설정 후 Cursor를 다시 시작하면, 챗 인터페이스의 MCP 도구 설정에서 demo 서버의 Tools/Resources/Prompts가 목록에 표시됩니다.

3. 도구 사용해보기

이제 Cursor의 AI 에이전트에 명령하거나 대화해보면, 예를 들어 "두 수를 더해줘" 같은 요구에 에이전트가 add 도구를 호출하고 결과를 반환할 수 있습니다. Cursor 챗 창에서는 도구 실행 내역과 결과를 확인할 수 있고, 초보자는 권한 요청 메시지를 통해 어떤 도구가 호출되는지 확인할 수 있습니다. 이를 통해 LLM이 직접 시스템 명령이나 API를 안전하게 사용할 수 있게 됩니다.

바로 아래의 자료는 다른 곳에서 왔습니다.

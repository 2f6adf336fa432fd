//! Podlint: Pod manifest validator
//!
//! Checks Kubernetes-Pod-like YAML manifests against one fixed schema and
//! reports every violation with the line it occurs on. Validation never
//! stops at the first problem: a single run lists everything that is wrong.
//!
//! # Example
//!
//! ```rust
//! use yamlvalid::podlint::lint_with_path;
//!
//! let manifest = r#"
//! apiVersion: v1
//! kind: Pod
//! metadata:
//!   name: web
//! spec:
//!   containers:
//!     - name: web
//!       image: registry.bigbrother.io/web:1.0
//!       ports:
//!         - containerPort: "80"
//!       resources: {}
//! "#;
//!
//! let result = lint_with_path(manifest, "pod.yaml");
//! assert_eq!(result.diagnostics.len(), 1);
//! assert_eq!(result.diagnostics[0].message, "containerPort must be int");
//! ```
//!
//! # Schema
//!
//! | Section   | Field                         | Rule                                          |
//! |-----------|-------------------------------|-----------------------------------------------|
//! | document  | apiVersion, kind              | required, `v1` / `Pod`                        |
//! | metadata  | name, namespace, labels       | name required; labels map scalars to scalars  |
//! | spec      | os, containers                | os `linux`/`windows`; containers non-empty    |
//! | container | name, image                   | snake_case name; `registry.bigbrother.io/x:t` |
//! | ports     | containerPort, protocol       | int 1-65535; `TCP`/`UDP`                      |
//! | probes    | httpGet.path, httpGet.port    | absolute path; int 1-65535                    |
//! | resources | limits/requests cpu, memory   | int >= 0; digits + Ki..Ei                     |

pub mod checks;
pub mod formatter;
pub mod lint;
pub mod parser;
pub mod rules;
pub mod types;

// Re-export main types and functions
pub use formatter::{OutputFormat, format_results};
pub use lint::{LintResult, lint, lint_documents, lint_file, lint_reader, lint_with_path};
pub use parser::{Node, ParseError, parse_documents};
pub use types::{Diagnostic, Diagnostics};
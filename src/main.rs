use clap::Parser;
use std::process;
use yamlvalid::{cli::Cli, config, handlers, podlint::OutputFormat};

fn main() {
    match run() {
        Ok(true) => {}
        Ok(false) => process::exit(1),
        Err(e) => {
            eprintln!("Error: {}", e);
            process::exit(1);
        }
    }
}

fn run() -> yamlvalid::Result<bool> {
    let cli = Cli::parse();

    // Initialize logging
    cli.init_logging();

    // Load configuration
    let config = config::load_config(cli.config.as_deref())?;

    let format = cli
        .format
        .map(OutputFormat::from)
        .unwrap_or(config.output.format);
    log::debug!("Using {:?} output", format);

    handlers::handle_validate(&cli.paths, format, &config)
}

Python 외에도 Node.js, Rust 등 다양한 언어로 서버를 만들 수 있고, 개발 중에는 stdio 방식으로, 서비스 환경에는 SSE 방식으로 배포하는 식으로 유연하게 활용할 수 있습니다.

MCP를 배워야 하는 이유

MCP는 AI와 실제 시스템을 이어주는 다리입니다. 기존 LLM은 학습된 데이터에만 의존했기 때문에 실시간 정보나 사내 시스템 파일에는 접근할 수 없었습니다. MCP를 배우면 LLM이 AI 애플리케이션에서 벗어나 구글드라이브, 슬랙, 데이터베이스 등 다양한 정보에 직접 연결해 활용할 수 있습니다. 또한, 프로젝트별로 일일이 API를 구현하지 않아도 되므로 개발 생산성이 크게 향상됩니다.

결론적으로 MCP를 익히면 AI 에이전트 개발의 확장성을 높일 수 있습니다. 예를 들어 Cursor, Claude, Codeium 같은 도구들은 이미 MCP를 지원하여 사용자의 코드, 데이터, 작업 흐름을 이해하고 자동화 기능을 제공합니다. 따라서 새로운 AI 기능을 개발하거나 기존 시스템을 AI에 연결할 때 MCP를 사용하면 표준화된 방식으로 쉽고 안전하게 구현할 수 있습니다.

앞으로 AI와 데이터 통합이 더욱 중요해지는 만큼, MCP는 AI를 활용한 개발의 필수 기술로 자리잡아갈 것입니다.


추천 활용 방법: 자신의 서비스나 애플리케이션(예: 사내 데이터베이스, 문서 저장소, 도메인 특화 기능 등)을 MCP 서버로 감싸두면, Cursor나 Claude 같은 도구들이 이를 자동으로 이용할 수 있습니다. 반대로 AI 애플리케이션을 만든다면 다양한 공개/사내 MCP 서버를 연결해 풍부한 컨텍스트를 제공할 수 있습니다. 이렇게 표준 프로토콜을 활용하면 AI와 데이터 간의 연결이 보다 쉽고 재사용 가능해지므로, MCP 학습은 AI 시대 개발자에게 큰 자산이 될 것입니다.